#### About this exercise:
Pick out every line in the data below that holds "plugins".

(Dataset items)
--- START ---
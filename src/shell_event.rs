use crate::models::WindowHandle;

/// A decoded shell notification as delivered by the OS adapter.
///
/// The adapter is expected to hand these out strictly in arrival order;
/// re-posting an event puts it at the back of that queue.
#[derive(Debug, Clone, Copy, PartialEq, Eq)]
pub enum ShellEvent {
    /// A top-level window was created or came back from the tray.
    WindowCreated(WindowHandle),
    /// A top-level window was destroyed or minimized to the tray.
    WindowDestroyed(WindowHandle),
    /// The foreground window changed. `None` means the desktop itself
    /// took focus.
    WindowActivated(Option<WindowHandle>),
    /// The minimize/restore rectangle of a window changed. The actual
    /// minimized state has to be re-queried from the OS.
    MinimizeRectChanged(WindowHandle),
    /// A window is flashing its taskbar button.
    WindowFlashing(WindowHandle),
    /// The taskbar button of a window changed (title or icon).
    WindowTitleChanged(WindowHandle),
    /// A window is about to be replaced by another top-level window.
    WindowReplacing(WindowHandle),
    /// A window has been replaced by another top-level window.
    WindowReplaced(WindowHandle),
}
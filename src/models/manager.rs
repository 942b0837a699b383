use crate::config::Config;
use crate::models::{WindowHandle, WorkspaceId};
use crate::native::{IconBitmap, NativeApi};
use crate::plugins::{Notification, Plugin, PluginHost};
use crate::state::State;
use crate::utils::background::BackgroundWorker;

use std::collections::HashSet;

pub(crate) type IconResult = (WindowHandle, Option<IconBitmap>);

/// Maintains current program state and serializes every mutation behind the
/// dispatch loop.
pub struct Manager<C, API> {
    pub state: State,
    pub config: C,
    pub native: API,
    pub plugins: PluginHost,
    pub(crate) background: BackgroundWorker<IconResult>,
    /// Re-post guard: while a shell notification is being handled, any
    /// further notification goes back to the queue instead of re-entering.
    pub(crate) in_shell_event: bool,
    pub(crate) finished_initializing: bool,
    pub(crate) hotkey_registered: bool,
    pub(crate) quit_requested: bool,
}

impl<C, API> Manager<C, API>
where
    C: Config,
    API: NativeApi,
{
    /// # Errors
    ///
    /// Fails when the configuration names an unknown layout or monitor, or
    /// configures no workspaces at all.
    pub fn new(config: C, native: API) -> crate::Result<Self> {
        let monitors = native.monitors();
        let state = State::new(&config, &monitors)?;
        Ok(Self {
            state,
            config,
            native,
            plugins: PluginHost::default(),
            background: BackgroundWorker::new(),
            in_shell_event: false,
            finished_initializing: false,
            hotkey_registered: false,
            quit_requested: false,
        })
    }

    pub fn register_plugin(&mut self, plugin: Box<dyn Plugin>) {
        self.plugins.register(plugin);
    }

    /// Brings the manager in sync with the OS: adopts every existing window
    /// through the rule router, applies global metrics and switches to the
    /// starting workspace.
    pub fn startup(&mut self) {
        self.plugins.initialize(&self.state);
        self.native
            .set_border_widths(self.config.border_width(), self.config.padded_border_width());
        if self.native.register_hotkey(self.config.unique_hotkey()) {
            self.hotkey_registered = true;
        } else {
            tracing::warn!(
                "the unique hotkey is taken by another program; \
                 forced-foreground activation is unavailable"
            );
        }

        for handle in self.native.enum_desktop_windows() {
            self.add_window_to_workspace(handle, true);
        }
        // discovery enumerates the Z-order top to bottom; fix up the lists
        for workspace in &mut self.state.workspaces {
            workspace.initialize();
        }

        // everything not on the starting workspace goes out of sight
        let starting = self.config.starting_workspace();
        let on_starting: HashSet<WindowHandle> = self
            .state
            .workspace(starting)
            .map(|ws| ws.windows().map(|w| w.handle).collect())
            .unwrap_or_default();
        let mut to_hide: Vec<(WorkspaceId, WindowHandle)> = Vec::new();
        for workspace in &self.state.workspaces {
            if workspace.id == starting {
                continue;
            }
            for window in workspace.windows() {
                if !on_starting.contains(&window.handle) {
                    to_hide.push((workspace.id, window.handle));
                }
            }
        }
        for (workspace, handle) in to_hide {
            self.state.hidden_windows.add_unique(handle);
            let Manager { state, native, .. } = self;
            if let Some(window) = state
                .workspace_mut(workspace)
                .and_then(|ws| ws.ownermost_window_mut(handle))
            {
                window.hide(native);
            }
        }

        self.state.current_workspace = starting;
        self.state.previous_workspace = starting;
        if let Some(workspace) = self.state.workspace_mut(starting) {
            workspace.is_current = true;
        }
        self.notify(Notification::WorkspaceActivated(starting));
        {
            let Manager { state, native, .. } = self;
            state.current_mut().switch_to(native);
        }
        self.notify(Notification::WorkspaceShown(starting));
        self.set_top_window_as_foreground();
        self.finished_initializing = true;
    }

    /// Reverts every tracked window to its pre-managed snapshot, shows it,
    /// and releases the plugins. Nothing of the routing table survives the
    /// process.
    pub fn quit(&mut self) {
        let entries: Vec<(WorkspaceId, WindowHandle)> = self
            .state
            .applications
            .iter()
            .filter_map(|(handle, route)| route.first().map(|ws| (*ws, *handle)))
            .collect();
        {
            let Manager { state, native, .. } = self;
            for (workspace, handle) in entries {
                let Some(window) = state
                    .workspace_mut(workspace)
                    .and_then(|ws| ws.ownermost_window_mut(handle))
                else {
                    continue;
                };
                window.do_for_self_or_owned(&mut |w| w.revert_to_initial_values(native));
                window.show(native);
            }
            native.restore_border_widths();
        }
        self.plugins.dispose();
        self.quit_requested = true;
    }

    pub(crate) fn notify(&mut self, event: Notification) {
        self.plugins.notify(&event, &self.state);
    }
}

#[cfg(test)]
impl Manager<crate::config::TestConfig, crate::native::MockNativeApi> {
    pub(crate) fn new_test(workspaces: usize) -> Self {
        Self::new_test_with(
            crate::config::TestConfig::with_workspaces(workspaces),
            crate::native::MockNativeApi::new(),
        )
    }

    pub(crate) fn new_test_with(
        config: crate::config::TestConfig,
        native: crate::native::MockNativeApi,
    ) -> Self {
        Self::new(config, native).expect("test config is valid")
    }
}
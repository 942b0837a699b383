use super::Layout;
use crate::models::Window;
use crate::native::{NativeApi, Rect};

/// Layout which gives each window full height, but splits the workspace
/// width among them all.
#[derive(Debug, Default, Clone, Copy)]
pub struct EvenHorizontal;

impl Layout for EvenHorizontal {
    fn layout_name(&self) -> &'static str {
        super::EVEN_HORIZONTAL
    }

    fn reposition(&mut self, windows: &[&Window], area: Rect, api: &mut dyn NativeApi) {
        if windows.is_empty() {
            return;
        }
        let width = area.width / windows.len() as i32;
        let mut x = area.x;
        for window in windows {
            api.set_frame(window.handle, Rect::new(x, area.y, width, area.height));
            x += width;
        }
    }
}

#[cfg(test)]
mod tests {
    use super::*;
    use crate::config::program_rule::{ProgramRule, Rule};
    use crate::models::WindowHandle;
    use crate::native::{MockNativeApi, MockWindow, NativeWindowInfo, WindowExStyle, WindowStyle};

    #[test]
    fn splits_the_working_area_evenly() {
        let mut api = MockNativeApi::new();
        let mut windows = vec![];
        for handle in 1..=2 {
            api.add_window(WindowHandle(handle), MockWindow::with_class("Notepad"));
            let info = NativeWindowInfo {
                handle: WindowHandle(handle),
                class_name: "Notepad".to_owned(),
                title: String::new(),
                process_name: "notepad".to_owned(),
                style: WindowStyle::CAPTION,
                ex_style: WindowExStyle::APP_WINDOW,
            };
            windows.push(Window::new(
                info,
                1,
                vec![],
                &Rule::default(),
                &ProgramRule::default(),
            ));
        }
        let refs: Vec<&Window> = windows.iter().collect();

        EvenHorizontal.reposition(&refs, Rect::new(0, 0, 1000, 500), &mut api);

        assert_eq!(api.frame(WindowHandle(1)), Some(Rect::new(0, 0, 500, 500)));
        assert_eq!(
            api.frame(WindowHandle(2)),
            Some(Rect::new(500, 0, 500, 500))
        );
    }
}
--- END ---
--- START ---
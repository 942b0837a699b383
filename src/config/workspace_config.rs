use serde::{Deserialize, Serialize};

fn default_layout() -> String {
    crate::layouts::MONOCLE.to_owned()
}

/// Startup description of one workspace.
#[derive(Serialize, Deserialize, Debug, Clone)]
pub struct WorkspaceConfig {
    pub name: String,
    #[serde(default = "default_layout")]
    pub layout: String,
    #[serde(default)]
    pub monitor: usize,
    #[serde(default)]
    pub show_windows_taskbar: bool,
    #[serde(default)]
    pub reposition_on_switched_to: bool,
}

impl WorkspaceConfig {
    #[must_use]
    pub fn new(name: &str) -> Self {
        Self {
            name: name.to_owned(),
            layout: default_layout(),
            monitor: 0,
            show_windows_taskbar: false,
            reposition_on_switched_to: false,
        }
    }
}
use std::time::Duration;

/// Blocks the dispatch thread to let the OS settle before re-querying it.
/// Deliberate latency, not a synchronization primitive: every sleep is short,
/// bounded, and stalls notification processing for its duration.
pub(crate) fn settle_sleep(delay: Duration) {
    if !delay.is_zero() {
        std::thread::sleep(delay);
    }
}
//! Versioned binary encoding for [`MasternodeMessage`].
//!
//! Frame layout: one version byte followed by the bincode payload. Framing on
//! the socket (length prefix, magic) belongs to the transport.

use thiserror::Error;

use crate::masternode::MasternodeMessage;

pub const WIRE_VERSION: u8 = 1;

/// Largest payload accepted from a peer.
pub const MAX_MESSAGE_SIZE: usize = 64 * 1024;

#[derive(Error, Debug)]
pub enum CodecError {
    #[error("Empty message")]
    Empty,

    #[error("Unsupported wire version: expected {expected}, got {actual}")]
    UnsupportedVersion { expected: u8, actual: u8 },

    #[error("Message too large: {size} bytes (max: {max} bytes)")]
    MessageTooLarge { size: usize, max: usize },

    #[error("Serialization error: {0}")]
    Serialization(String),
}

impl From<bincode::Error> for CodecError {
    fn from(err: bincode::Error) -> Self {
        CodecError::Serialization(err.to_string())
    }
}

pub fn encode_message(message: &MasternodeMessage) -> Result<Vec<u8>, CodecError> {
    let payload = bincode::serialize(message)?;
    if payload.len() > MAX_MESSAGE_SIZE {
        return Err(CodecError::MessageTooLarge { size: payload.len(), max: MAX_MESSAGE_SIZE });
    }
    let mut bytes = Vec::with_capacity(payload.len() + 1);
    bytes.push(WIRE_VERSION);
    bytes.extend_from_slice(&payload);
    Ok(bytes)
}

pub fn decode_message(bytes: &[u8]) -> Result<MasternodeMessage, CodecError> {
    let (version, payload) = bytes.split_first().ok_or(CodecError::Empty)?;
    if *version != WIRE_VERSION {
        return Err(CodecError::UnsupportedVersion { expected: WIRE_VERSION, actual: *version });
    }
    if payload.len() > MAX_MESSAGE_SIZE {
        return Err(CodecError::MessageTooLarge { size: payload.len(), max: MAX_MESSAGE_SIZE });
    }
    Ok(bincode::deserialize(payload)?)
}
--- END ---
#### Output of the exercise:
use crate::plugins::{Notification, Plugin, PluginHost};
    pub plugins: PluginHost,
            plugins: PluginHost::default(),
        self.plugins.register(plugin);
        self.plugins.initialize(&self.state);
    /// and releases the plugins. Nothing of the routing table survives the
        self.plugins.dispose();
        self.plugins.notify(&event, &self.state);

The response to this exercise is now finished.